Rebalancing your portfolio annually tries to address this issue by forcing you to sell asset classes that outperformed in the previous year, and purchase those that underperformed.  In practice, I try to rebalance the week before New Years as a way of “cleaning up” going into the next year.  While most academic research points to rebalancing as healthy every one to three years, I find that annual rebalancing provides the following benefits:

  • Forces you to see how your investments performed for the year
  • Forces you to learn which asset classes actually did well during the year, and which didn’t
  • Forces you to re-assess the appropriate “asset mix” for your risk tolerance and financial situation
  • Forces you to revisit which investments you are using to represent each asset class (mutual funds, ETFs, individual securities, etc)
  • Forces you to actively engagement with your portfolio, and reset your balance to the appropriate mix

I’ve just completed my rebalancing for 2011, and I thought I’d share some of the process here, in case it’s useful to anyone whose New Year’s Resolution is to be more proactive about their finances.

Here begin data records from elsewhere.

//! Connection to a fileops server.
//!
//! Frames are read by a background task into a channel, so waiting for a
//! response can be raced against cancellation without losing bytes. A
//! request abandoned that way still gets its response from the server;
//! responses for ids nobody is waiting on are discarded.

use bytes::Bytes;
use tokio::net::tcp::OwnedWriteHalf;
use tokio::net::TcpStream;
use tokio::sync::mpsc;
use tokio::task::JoinHandle;
use tokio_util::sync::CancellationToken;

use fileops_core::codec::{codec_for, Codec};
use fileops_core::partition::ReadRange;
use fileops_core::wire::{CodecId, FrameKind, WireError};
use fileops_core::{Chunk, FileOpsError, Request, Response};
use fileops_services::frame::{self, Frame};

const INBOUND_QUEUE: usize = 32;

pub struct FileOpsClient {
    addr: String,
    codec: &'static dyn Codec,
    writer: OwnedWriteHalf,
    inbound: mpsc::Receiver<Result<Frame, WireError>>,
    reader_task: JoinHandle<()>,
    next_id: u64,
    cancel: CancellationToken,
}

impl FileOpsClient {
    pub async fn connect(addr: &str, codec: CodecId) -> Result<Self, FileOpsError> {
        let stream = TcpStream::connect(addr).await.map_err(|e| FileOpsError::Io {
            path: addr.to_string(),
            offset: None,
            message: format!("connect failed: {e}"),
        })?;
        let _ = stream.set_nodelay(true);
        let (reader, writer) = stream.into_split();
        let (inbound, reader_task) = frame::spawn_reader(reader, INBOUND_QUEUE);

        tracing::debug!(addr, %codec, "connected");
        Ok(Self {
            addr: addr.to_string(),
            codec: codec_for(codec),
            writer,
            inbound,
            reader_task,
            next_id: 1,
            cancel: CancellationToken::new(),
        })
    }

    /// Cancelling `token` aborts whatever call is waiting and every later
    /// one, except [`close`](Self::close).
    pub fn with_cancellation(mut self, token: CancellationToken) -> Self {
        self.cancel = token;
        self
    }

    pub fn cancellation(&self) -> &CancellationToken {
        &self.cancel
    }

    pub fn addr(&self) -> &str {
        &self.addr
    }

    pub fn codec(&self) -> CodecId {
        self.codec.id()
    }

    // ── Operations ───────────────────────────────────────────────────────────

    /// Open a session for `path`.
    ///
    /// The token is only checked before the request is sent. Once the
    /// server may have registered the session the reply is awaited, so the
    /// caller always learns the id and can close it.
    pub async fn open(&mut self, path: &str) -> Result<u64, FileOpsError> {
        if self.cancel.is_cancelled() {
            return Err(FileOpsError::Cancelled);
        }
        let req = Request::Open {
            path: path.to_string(),
        };
        match self.call(&req, false).await? {
            Response::Opened { session_id } => Ok(session_id),
            other => Err(unexpected("open", &other)),
        }
    }

    /// Release the session for `path`. Runs even after cancellation, so a
    /// cancelled transfer can still clean up.
    pub async fn close(&mut self, path: &str) -> Result<(), FileOpsError> {
        let req = Request::Close {
            path: path.to_string(),
        };
        match self.call(&req, false).await? {
            Response::Closed => Ok(()),
            other => Err(unexpected("close", &other)),
        }
    }

    pub async fn size(&mut self, path: &str) -> Result<u64, FileOpsError> {
        let req = Request::Size {
            path: path.to_string(),
        };
        match self.call(&req, true).await? {
            Response::Size { size } => Ok(size),
            other => Err(unexpected("size", &other)),
        }
    }

    pub async fn read_block(&mut self, path: &str, offset: u64, length: u64) -> Result<Bytes, FileOpsError> {
        let req = Request::ReadBlock {
            path: path.to_string(),
            offset,
            length,
        };
        match self.call(&req, true).await? {
            Response::Block { data } => Ok(data),
            other => Err(unexpected("read_block", &other)),
        }
    }

    /// Ask the server to push every block of `range`.
    pub async fn stream_read(&mut self, path: &str, range: &ReadRange) -> Result<ChunkStream<'_>, FileOpsError> {
        if self.cancel.is_cancelled() {
            return Err(FileOpsError::Cancelled);
        }
        let req = Request::StreamRead {
            path: path.to_string(),
            offset: range.offset,
            size: range.size,
            block_size: range.block_size,
        };
        let request_id = self.send(&req).await?;
        Ok(ChunkStream {
            client: self,
            request_id,
            done: false,
        })
    }

    // ── Plumbing ─────────────────────────────────────────────────────────────

    async fn call(&mut self, req: &Request, cancellable: bool) -> Result<Response, FileOpsError> {
        if cancellable && self.cancel.is_cancelled() {
            return Err(FileOpsError::Cancelled);
        }
        let id = self.send(req).await?;
        let resp = if cancellable {
            let cancel = self.cancel.clone();
            tokio::select! {
                biased;
                _ = cancel.cancelled() => return Err(FileOpsError::Cancelled),
                r = self.recv(id) => r?,
            }
        } else {
            self.recv(id).await?
        };
        match resp {
            Response::Error(body) => Err(body.into()),
            other => Ok(other),
        }
    }

    async fn send(&mut self, req: &Request) -> Result<u64, FileOpsError> {
        let id = self.next_id;
        self.next_id += 1;
        frame::write_request(&mut self.writer, self.codec, id, req)
            .await
            .map_err(|e| self.transport_error(e))?;
        Ok(id)
    }

    /// Next response for `request_id`. Cancel-safe.
    async fn recv(&mut self, request_id: u64) -> Result<Response, FileOpsError> {
        loop {
            let frame = match self.inbound.recv().await {
                Some(Ok(frame)) => frame,
                Some(Err(e)) => return Err(self.transport_error(e)),
                None => return Err(self.transport_error(WireError::ConnectionClosed)),
            };
            if frame.kind != FrameKind::Response {
                return Err(FileOpsError::protocol(format!("{:?} frame from server", frame.kind)));
            }
            if frame.request_id != request_id {
                tracing::trace!(stale = frame.request_id, waiting = request_id, "discarding stale response");
                continue;
            }
            return Ok(codec_for(frame.codec).decode_response(&frame.payload)?);
        }
    }

    fn transport_error(&self, e: WireError) -> FileOpsError {
        match e {
            WireError::ConnectionClosed | WireError::Io(_) => FileOpsError::Io {
                path: self.addr.clone(),
                offset: None,
                message: e.to_string(),
            },
            other => other.into(),
        }
    }
}

impl Drop for FileOpsClient {
    fn drop(&mut self) {
        self.reader_task.abort();
    }
}

fn unexpected(op: &str, resp: &Response) -> FileOpsError {
    FileOpsError::protocol(format!("unexpected reply to {op}: {resp:?}"))
}

/// The chunks of one streamed read, in the order the server sent them.
///
/// Holds the client until the stream has ended, failed or been cancelled.
pub struct ChunkStream<'a> {
    client: &'a mut FileOpsClient,
    request_id: u64,
    done: bool,
}

impl ChunkStream<'_> {
    /// Next chunk; `None` once the server has ended the stream.
    ///
    /// When the client's token fires this yields `Cancelled` but leaves the
    /// stream open; call [`cancel`](Self::cancel) to stop the server.
    pub async fn next(&mut self) -> Option<Result<Chunk, FileOpsError>> {
        if self.done {
            return None;
        }
        let cancel = self.client.cancel.clone();
        let resp = tokio::select! {
            biased;
            _ = cancel.cancelled() => return Some(Err(FileOpsError::Cancelled)),
            r = self.client.recv(self.request_id) => r,
        };
        match resp {
            Ok(Response::Chunk(chunk)) => Some(Ok(chunk)),
            Ok(Response::StreamEnd { .. }) => {
                self.done = true;
                None
            }
            Ok(Response::Error(body)) => {
                self.done = true;
                Some(Err(body.into()))
            }
            Ok(other) => {
                self.done = true;
                Some(Err(unexpected("stream_read", &other)))
            }
            Err(e) => {
                self.done = true;
                Some(Err(e))
            }
        }
    }

    pub fn is_done(&self) -> bool {
        self.done
    }

    /// Tell the server to stop and wait for the stream's final frame.
    ///
    /// Chunks already in flight are discarded. Returns once the connection
    /// is ready for the next request.
    pub async fn cancel(&mut self) -> Result<(), FileOpsError> {
        if self.done {
            return Ok(());
        }
        self.client.send(&Request::Cancel).await?;
        loop {
            let resp = self.client.recv(self.request_id).await;
            match resp {
                Ok(r) if !r.is_terminal() => continue,
                Ok(_) => break,
                Err(e) => {
                    self.done = true;
                    return Err(e);
                }
            }
        }
        self.done = true;
        tracing::debug!(request_id = self.request_id, "stream cancelled");
        Ok(())
    }
}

Rebalancing is actually a very simple process – it’s kind of surprising that basic financial tools like Mint and Quicken don’t actually help you do this.  Whether you’ve never rebalanced or your rebalance every year, there are fundamentally five steps:

  1. Assess your current investment portfolio, broken down by types of assets
  2. Calculate the percentage of your portfolio in each asset class
  3. Calculate the difference in dollars for each asset class in your portfolio from your ideal mix
  4. Finalize the list of investments you will use to represent each asset class
  5. Make the trades necessary (buys and sells) to bring your portfolio into balance

This can all be done within an hour, with the exception of making the trades.  Those can spread over days, potentially, since certain types of securities (like mutual funds) take time to execute (typically 24 hours).

Step 1: Assess your current investment portfolio

Believe it or not, this can actually be the most time consuming part of the process, especially if you have accumulated accounts over the years and haven’t ever used any sort of tool like Quicken to pull your portfolio together accurately.

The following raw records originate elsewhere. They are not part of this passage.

//! Positioned block reads off the async runtime.

use std::io;
use std::sync::Arc;

use bytes::{Bytes, BytesMut};

use fileops_core::FileOpsError;

use crate::fs::OpenFile;

/// Read up to `length` bytes at `offset`.
///
/// Keeps reading until the block is full or the file ends, so a short
/// result only ever means end of file.
pub fn read_block(
    file: &dyn OpenFile,
    path: &str,
    offset: u64,
    length: u64,
) -> Result<Bytes, FileOpsError> {
    let length = usize::try_from(length)
        .map_err(|_| FileOpsError::protocol(format!("block length {length} too large")))?;
    let mut buf = BytesMut::zeroed(length);
    let mut filled = 0;

    while filled < length {
        match file.read_at(&mut buf[filled..], offset + filled as u64) {
            Ok(0) => break,
            Ok(n) => filled += n,
            Err(e) if e.kind() == io::ErrorKind::Interrupted => continue,
            Err(e) => return Err(FileOpsError::from_io(path, Some(offset + filled as u64), &e)),
        }
    }

    buf.truncate(filled);
    Ok(buf.freeze())
}

/// [`read_block`] on the blocking pool.
pub async fn read_block_async(
    file: Arc<dyn OpenFile>,
    path: &str,
    offset: u64,
    length: u64,
) -> Result<Bytes, FileOpsError> {
    let owned_path = path.to_string();
    tokio::task::spawn_blocking(move || read_block(file.as_ref(), &owned_path, offset, length))
        .await
        .map_err(|e| FileOpsError::Io {
            path: path.to_string(),
            offset: Some(offset),
            message: format!("read task failed: {e}"),
        })?
}

#[cfg(test)]
mod tests {
    use super::*;
    use std::sync::atomic::{AtomicUsize, Ordering};

    #[derive(Debug)]
    struct Trickle {
        data: Vec<u8>,
        step: usize,
        interrupts: AtomicUsize,
    }

    impl OpenFile for Trickle {
        fn size(&self) -> io::Result<u64> {
            Ok(self.data.len() as u64)
        }

        fn read_at(&self, buf: &mut [u8], offset: u64) -> io::Result<usize> {
            if self.interrupts.fetch_sub(1, Ordering::SeqCst) > 0 {
                return Err(io::ErrorKind::Interrupted.into());
            }
            self.interrupts.store(0, Ordering::SeqCst);
            let start = (offset as usize).min(self.data.len());
            let n = buf.len().min(self.step).min(self.data.len() - start);
            buf[..n].copy_from_slice(&self.data[start..start + n]);
            Ok(n)
        }
    }

    fn trickle(len: usize, step: usize, interrupts: usize) -> Trickle {
        Trickle {
            data: (0..len).map(|i| (i % 251) as u8).collect(),
            step,
            interrupts: AtomicUsize::new(interrupts),
        }
    }

    #[test]
    fn short_reads_are_stitched_together() {
        let file = trickle(1000, 7, 0);
        let block = read_block(&file, "t", 100, 300).unwrap();
        assert_eq!(block.len(), 300);
        assert_eq!(&block[..], &file.data[100..400]);
    }

    #[test]
    fn interrupted_reads_are_retried() {
        let file = trickle(64, 64, 2);
        let block = read_block(&file, "t", 0, 64).unwrap();
        assert_eq!(block.len(), 64);
    }

    #[test]
    fn block_past_eof_is_truncated() {
        let file = trickle(1000, 1000, 0);
        assert_eq!(read_block(&file, "t", 900, 300).unwrap().len(), 100);
        assert!(read_block(&file, "t", 1000, 300).unwrap().is_empty());
    }

    #[derive(Debug)]
    struct Broken;

    impl OpenFile for Broken {
        fn size(&self) -> io::Result<u64> {
            Ok(10)
        }

        fn read_at(&self, _buf: &mut [u8], _offset: u64) -> io::Result<usize> {
            Err(io::Error::other("disk on fire"))
        }
    }

    #[tokio::test]
    async fn failures_carry_path_and_offset() {
        let err = read_block_async(Arc::new(Broken), "/x", 4096, 10)
            .await
            .unwrap_err();
        assert_eq!(err.path(), Some("/x"));
        assert_eq!(err.offset(), Some(4096));
        assert_eq!(err.kind(), fileops_core::ErrorKind::Io);
    }
}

A few ground rules on how I think about portfolio allocation:

  • I’m a big believer in the research that shows that most of your long term investment return is based on asset mix, not security selection.  This means I do not spend time picking individual stocks, bonds, or dabble with active mutual funds in general.
  • I use very broad definitions of asset classes.  For example:  “US Stocks” vs. “International Stocks” vs. “Emerging Markets”.   These tend to correlate with the standard definitions used broadly to define popular investment indexes. Technically, with sophisticated software and data, you can do very fine-grained breakdowns.  I don’t bother with this, as the resulting differences are statistically marginal vs. the effort / complexity involved.

Fear not, because with tools like Microsoft Excel or Google Docs, this has become much, much easier.  All you need to do is:

  • Make a spreadsheet with the following columns:  Security Name, Ticker, Shares, Share Price, Total Value, % of Total Portfolio
  • Fill in a row for everything you own, regardless of account

The second part is very important, if you want to avoid the “mental accounting” that leads people to invest differently in one account versus another.  If you’ve worked at multiple companies, you may have multiple 401k, IRA, college savings accounts, and brokerage accounts in your name.   Obviously, reducing the number of accounts you have is helpful, but sometimes its unavoidable.  Maybe you have a Roth IRA, a regular IRA, and a 401(k) with your current employer.

This becomes important because certain accounts may have limited access to different types of investments.  For example, your Vanguard IRA might only let you buy Vanguard funds (not such a bad thing), while your 401(k) at work might limit you to some pretty meager options.  When we get to Step 5, we can take advantage of multiple accounts to get the right balance by buying the best investments in the accounts with the best access to them.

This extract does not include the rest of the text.